Die Importabhängigkeit der Europäischen Union
Die Europäische Union ist besonders gefährdet, sie bezieht mehr als 90 Prozent ihres Erdgases und fast ihr gesamtes Öl aus dem Ausland. Diese Anfälligkeit wird ihr auf schmerzhafte Weise vor Augen geführt: Bereits im ersten Monat des Konflikts stiegen ihre Importkosten für fossile Brennstoffe um mehr als 7 Milliarden Euro. Die Auswirkungen sind jedoch nicht gleich. Unterschiede im Energiemix, in der heimischen Erzeugungskapazität und im Elektrifizierungsgrad führen zu deutlich unterschiedlichen Folgen in den einzelnen Ländern.

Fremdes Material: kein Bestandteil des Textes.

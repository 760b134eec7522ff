//! casebridge-webhook — receive origin document events and mirror them
//! into the object store.

use casebridge::config::{load_env_file, Config};
use casebridge::object_store::AwsCliStore;
use casebridge::origin::OriginClient;
use casebridge::webhook::{router, WebhookState};
use clap::Parser;
use std::net::SocketAddr;
use std::path::PathBuf;
use std::sync::Arc;
use tracing::info;
use tracing_subscriber::{layer::SubscriberExt, util::SubscriberInitExt};

/// Webhook endpoint for origin-to-object-store propagation.
#[derive(Parser, Debug)]
#[command(name = "casebridge-webhook")]
#[command(about = "Propagate origin document events into the object store")]
struct Args {
    /// Object store bucket, e.g. s3://two-way-sync
    #[arg(value_name = "S3_PATH")]
    s3_path: String,

    /// Port to listen on
    #[arg(short, long, default_value = "8080")]
    port: u16,

    /// Host to bind to
    #[arg(long, default_value = "127.0.0.1")]
    host: String,

    /// Env file with origin credentials and layout settings
    #[arg(short, long, value_name = "FILE")]
    env_file: Option<PathBuf>,
}

#[tokio::main]
async fn main() -> Result<(), Box<dyn std::error::Error>> {
    tracing_subscriber::registry()
        .with(
            tracing_subscriber::EnvFilter::try_from_default_env()
                .unwrap_or_else(|_| "casebridge=info".into()),
        )
        .with(tracing_subscriber::fmt::layer())
        .init();

    let args = Args::parse();
    let env = load_env_file(args.env_file.as_deref())?;
    // The webhook router writes objects, not local files; the mirror
    // root is not used on this path.
    let config = Arc::new(Config::build(PathBuf::from("."), &args.s3_path, &env)?);

    let creds = config
        .origin
        .clone()
        .ok_or("origin credentials are required for the webhook router")?;
    let origin = Arc::new(OriginClient::new(config.base_url.clone(), creds));
    let store = Arc::new(AwsCliStore::new(config.bucket.clone()));

    let state = Arc::new(WebhookState::new(config, store, origin));
    let app = router(state);

    let addr: SocketAddr = format!("{}:{}", args.host, args.port).parse()?;
    info!("webhook router listening on {}", addr);
    let listener = tokio::net::TcpListener::bind(addr).await?;
    axum::serve(listener, app).await?;
    Ok(())
}
//! Per-project filesystem watcher.
//!
//! Watches a project root recursively and forwards affected paths to the
//! project's fast-path reconciliation queue. The watcher callback never
//! blocks: notify events are bridged into a tokio channel and debounced
//! before dispatch. Echo suppression by fingerprint in the reconciler
//! backstops anything that slips through the filters here.

use crate::manifest::MANIFEST_FILENAME;
use crate::paths::is_ignored;
use crate::sidecar::SIDECAR_DIR;
use notify::event::{CreateKind, ModifyKind, RemoveKind, RenameMode};
use notify::{Config, Event, EventKind, RecommendedWatcher, RecursiveMode, Watcher};
use std::collections::BTreeSet;
use std::path::{Path, PathBuf};
use std::time::Duration;
use tokio::sync::mpsc;
use tracing::{debug, error, info, warn};

/// Debounce window for filesystem events (editors write in bursts).
pub const WATCH_DEBOUNCE_MS: u64 = 500;

/// Whether an event is about a directory rather than a file.
///
/// Directory events never enqueue. A removed directory cannot be stat'd
/// downstream, so the kind reported by the event source is the only
/// reliable signal.
pub fn is_directory_event(kind: &EventKind) -> bool {
    matches!(
        kind,
        EventKind::Create(CreateKind::Folder) | EventKind::Remove(RemoveKind::Folder)
    )
}

/// Whether an event path should be dropped before enqueueing.
///
/// Drops the sidecar tree, the manifest, and ignored basenames. Paths to
/// still-existing directories are caught again by the reconciler's fast
/// path.
pub fn should_drop(project_root: &Path, path: &Path) -> bool {
    if let Some(name) = path.file_name() {
        let name = name.to_string_lossy();
        if name == MANIFEST_FILENAME || is_ignored(&name) {
            return true;
        }
    }
    if let Ok(rel) = path.strip_prefix(project_root) {
        let mut components = rel.components();
        if let Some(first) = components.next() {
            if first.as_os_str() == SIDECAR_DIR {
                return true;
            }
        }
    }
    false
}

/// Task that watches one project root and forwards changed paths.
///
/// Exits when the receiver side of `tx` is dropped or the underlying
/// watcher cannot be created.
pub async fn project_watcher_task(project_root: PathBuf, tx: mpsc::Sender<PathBuf>) {
    let (notify_tx, mut notify_rx) = mpsc::channel::<Result<Event, notify::Error>>(100);

    let mut watcher = match RecommendedWatcher::new(
        move |res| {
            let _ = notify_tx.blocking_send(res);
        },
        Config::default().with_poll_interval(Duration::from_millis(WATCH_DEBOUNCE_MS)),
    ) {
        Ok(w) => w,
        Err(e) => {
            error!("cannot create watcher for {}: {}", project_root.display(), e);
            return;
        }
    };

    if let Err(e) = watcher.watch(&project_root, RecursiveMode::Recursive) {
        error!("cannot watch {}: {}", project_root.display(), e);
        return;
    }
    info!("watching {}", project_root.display());

    let debounce = Duration::from_millis(WATCH_DEBOUNCE_MS);
    let mut pending: BTreeSet<PathBuf> = BTreeSet::new();
    let mut deadline: Option<tokio::time::Instant> = None;

    loop {
        tokio::select! {
            Some(res) = notify_rx.recv() => {
                match res {
                    Ok(event) => {
                        let relevant = matches!(
                            event.kind,
                            EventKind::Create(_) | EventKind::Remove(_)
                        ) || event.kind.is_modify();
                        if !relevant || is_directory_event(&event.kind) {
                            continue;
                        }
                        for path in event.paths {
                            if should_drop(&project_root, &path) {
                                continue;
                            }
                            // Renames arrive as From/To pairs; both sides
                            // get a fast-path look (delete + create).
                            if let EventKind::Modify(ModifyKind::Name(mode)) = event.kind {
                                debug!("rename event ({:?}): {}", mode, path.display());
                            }
                            pending.insert(path);
                        }
                        if !pending.is_empty() {
                            deadline = Some(tokio::time::Instant::now() + debounce);
                        }
                    }
                    Err(e) => warn!("watcher error on {}: {}", project_root.display(), e),
                }
            }
            _ = async {
                match deadline {
                    Some(when) => tokio::time::sleep_until(when).await,
                    None => std::future::pending().await,
                }
            } => {
                deadline = None;
                for path in std::mem::take(&mut pending) {
                    if tx.send(path).await.is_err() {
                        return;
                    }
                }
            }
        }
    }
}

#[cfg(test)]
mod tests {
    use super::*;
    use std::fs;
    use tempfile::tempdir;

    #[test]
    fn test_directory_events_are_dropped() {
        assert!(is_directory_event(&EventKind::Create(CreateKind::Folder)));
        assert!(is_directory_event(&EventKind::Remove(RemoveKind::Folder)));
        assert!(!is_directory_event(&EventKind::Create(CreateKind::File)));
        assert!(!is_directory_event(&EventKind::Remove(RemoveKind::File)));
        assert!(!is_directory_event(&EventKind::Modify(ModifyKind::Any)));
    }

    #[test]
    fn test_should_drop_filters() {
        let root = Path::new("/mirror/CaseA");
        assert!(should_drop(root, &root.join(".last_sync_state.json")));
        assert!(should_drop(root, &root.join(".sync/dir/x.txt.json")));
        assert!(should_drop(root, &root.join("dir/~$draft.docx")));
        assert!(should_drop(root, &root.join("dir/page.crdownload")));
        assert!(should_drop(root, &root.join("dir/.placeholder")));
        assert!(!should_drop(root, &root.join("dir/brief.pdf")));
        assert!(!should_drop(root, &root.join("brief.pdf")));
    }

    #[tokio::test]
    async fn test_watcher_reports_created_file() {
        let dir = tempdir().unwrap();
        let root = dir.path().to_path_buf();
        let (tx, mut rx) = mpsc::channel::<PathBuf>(16);

        let handle = tokio::spawn(project_watcher_task(root.clone(), tx));
        tokio::time::sleep(Duration::from_millis(200)).await;

        fs::write(root.join("new.pdf"), b"content").unwrap();

        let received = tokio::time::timeout(Duration::from_secs(3), rx.recv()).await;
        handle.abort();

        let path = received.expect("timeout").expect("channel closed");
        assert_eq!(path.file_name().unwrap(), "new.pdf");
    }

    #[tokio::test]
    async fn test_watcher_drops_ignored_files() {
        let dir = tempdir().unwrap();
        let root = dir.path().to_path_buf();
        let (tx, mut rx) = mpsc::channel::<PathBuf>(16);

        let handle = tokio::spawn(project_watcher_task(root.clone(), tx));
        tokio::time::sleep(Duration::from_millis(200)).await;

        fs::write(root.join("scratch.tmp"), b"x").unwrap();
        fs::write(root.join("real.txt"), b"y").unwrap();

        // Only the real file should come through.
        let received = tokio::time::timeout(Duration::from_secs(3), rx.recv()).await;
        handle.abort();

        let path = received.expect("timeout").expect("channel closed");
        assert_eq!(path.file_name().unwrap(), "real.txt");
    }
}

In Volkswirtschaften wie Italien, Deutschland und den Niederlanden, wo Erdgas sowohl für die Stromerzeugung als auch für den Endverbrauch nach wie vor eine zentrale Rolle spielt, führen höhere Gaspreise direkt zu gestiegenen Energiekosten und einem stärkeren Inflationsdruck.
Im Gegensatz dazu erweisen sich Länder mit diversifizierteren und stärker elektrifizierten Energiesystemen als widerstandsfähiger. Unter den größten Volkswirtschaften der Eurozone sticht Spanien hervor. Der schnelle Ausbau erneuerbarer Energien verringert dort die Anfälligkeit gegenüber Preisschwankungen bei fossilen Brennstoffen.
Spaniens Preisvorteil: Erneuerbare Energien
In den letzten zehn Jahren hat Spanien massiv in Windkraft und vor allem in Photovoltaik investiert und deren Anteil am Strommix deutlich erhöht. Diese beschleunigte Energiewende hat dazu geführt, dass bis 2025 insgesamt 56 Prozent der Stromerzeugung in Spanien aus erneuerbaren Quellen stammten – 22 Prozentpunkte mehr als im Jahr 2019.